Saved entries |
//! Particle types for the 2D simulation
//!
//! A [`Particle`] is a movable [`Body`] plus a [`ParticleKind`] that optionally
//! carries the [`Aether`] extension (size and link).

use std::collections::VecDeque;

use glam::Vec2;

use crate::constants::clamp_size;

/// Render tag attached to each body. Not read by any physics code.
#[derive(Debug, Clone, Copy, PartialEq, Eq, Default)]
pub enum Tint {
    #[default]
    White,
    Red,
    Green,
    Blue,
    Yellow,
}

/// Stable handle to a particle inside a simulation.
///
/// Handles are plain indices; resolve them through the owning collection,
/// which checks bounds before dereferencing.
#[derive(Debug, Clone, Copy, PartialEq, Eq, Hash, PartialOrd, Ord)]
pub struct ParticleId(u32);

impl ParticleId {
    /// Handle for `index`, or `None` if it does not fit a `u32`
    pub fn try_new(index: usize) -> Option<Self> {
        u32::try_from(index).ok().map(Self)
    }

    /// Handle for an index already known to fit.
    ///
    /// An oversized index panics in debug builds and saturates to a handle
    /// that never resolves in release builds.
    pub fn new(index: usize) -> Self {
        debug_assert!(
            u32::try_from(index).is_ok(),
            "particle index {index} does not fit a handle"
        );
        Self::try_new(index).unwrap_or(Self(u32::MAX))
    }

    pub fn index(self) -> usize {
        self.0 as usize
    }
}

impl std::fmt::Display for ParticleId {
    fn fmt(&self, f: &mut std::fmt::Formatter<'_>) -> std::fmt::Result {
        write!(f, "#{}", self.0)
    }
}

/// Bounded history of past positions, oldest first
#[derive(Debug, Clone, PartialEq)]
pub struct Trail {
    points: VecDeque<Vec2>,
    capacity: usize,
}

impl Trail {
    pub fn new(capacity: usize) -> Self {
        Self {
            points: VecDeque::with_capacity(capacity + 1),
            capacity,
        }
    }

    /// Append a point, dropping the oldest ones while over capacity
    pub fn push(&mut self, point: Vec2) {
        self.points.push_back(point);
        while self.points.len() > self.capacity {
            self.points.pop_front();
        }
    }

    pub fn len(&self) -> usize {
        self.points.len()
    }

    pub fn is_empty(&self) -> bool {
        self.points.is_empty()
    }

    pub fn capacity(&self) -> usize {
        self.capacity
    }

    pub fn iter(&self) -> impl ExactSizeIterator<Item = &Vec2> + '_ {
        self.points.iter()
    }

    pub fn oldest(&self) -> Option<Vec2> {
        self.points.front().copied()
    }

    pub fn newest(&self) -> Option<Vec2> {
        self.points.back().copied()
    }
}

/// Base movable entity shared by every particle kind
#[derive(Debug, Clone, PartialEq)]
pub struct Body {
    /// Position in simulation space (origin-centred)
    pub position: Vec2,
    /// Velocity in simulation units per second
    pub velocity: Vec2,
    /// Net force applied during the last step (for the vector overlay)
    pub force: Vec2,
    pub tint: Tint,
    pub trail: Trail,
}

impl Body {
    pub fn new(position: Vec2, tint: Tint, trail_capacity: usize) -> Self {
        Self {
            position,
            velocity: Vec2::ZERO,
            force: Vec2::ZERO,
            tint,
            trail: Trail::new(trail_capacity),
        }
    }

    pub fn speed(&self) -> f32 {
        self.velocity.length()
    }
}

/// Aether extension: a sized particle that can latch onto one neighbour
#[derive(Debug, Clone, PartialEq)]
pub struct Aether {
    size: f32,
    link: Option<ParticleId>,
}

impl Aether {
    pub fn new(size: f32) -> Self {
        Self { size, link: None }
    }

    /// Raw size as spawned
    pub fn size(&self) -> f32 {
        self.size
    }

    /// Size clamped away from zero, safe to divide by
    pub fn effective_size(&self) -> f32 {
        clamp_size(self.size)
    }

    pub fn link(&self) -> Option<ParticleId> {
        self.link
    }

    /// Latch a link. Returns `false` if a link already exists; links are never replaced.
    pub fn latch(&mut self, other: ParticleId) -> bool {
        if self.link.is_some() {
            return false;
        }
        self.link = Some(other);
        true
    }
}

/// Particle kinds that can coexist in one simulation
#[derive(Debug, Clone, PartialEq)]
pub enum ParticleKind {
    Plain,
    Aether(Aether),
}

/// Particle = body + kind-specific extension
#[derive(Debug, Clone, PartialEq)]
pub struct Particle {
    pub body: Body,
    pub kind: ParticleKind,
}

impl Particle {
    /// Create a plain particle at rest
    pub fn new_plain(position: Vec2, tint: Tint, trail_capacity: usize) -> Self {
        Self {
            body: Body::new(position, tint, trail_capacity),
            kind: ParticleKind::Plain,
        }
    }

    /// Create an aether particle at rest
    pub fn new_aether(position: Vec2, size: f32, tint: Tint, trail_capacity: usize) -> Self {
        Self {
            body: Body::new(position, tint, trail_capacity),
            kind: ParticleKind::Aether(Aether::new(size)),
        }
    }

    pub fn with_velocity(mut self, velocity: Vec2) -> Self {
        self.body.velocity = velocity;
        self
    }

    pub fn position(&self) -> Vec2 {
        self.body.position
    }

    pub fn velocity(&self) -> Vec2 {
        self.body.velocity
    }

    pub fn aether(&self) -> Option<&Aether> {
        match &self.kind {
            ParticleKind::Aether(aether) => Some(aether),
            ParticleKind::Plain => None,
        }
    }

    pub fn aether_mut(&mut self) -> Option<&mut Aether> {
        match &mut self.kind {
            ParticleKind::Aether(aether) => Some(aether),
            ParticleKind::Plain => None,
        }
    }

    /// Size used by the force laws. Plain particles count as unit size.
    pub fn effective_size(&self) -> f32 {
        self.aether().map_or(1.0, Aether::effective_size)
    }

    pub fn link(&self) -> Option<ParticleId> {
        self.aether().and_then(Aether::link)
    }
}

PROBLEM DETAILS |
The reply should hold only the lines from the top of the records through the line that has "use crate::constants::clamp_size;", each one exact.

SOLUTION TO THIS PROBLEM |
//! Particle types for the 2D simulation
//!
//! A [`Particle`] is a movable [`Body`] plus a [`ParticleKind`] that optionally
//! carries the [`Aether`] extension (size and link).

use std::collections::VecDeque;

use glam::Vec2;

use crate::constants::clamp_size;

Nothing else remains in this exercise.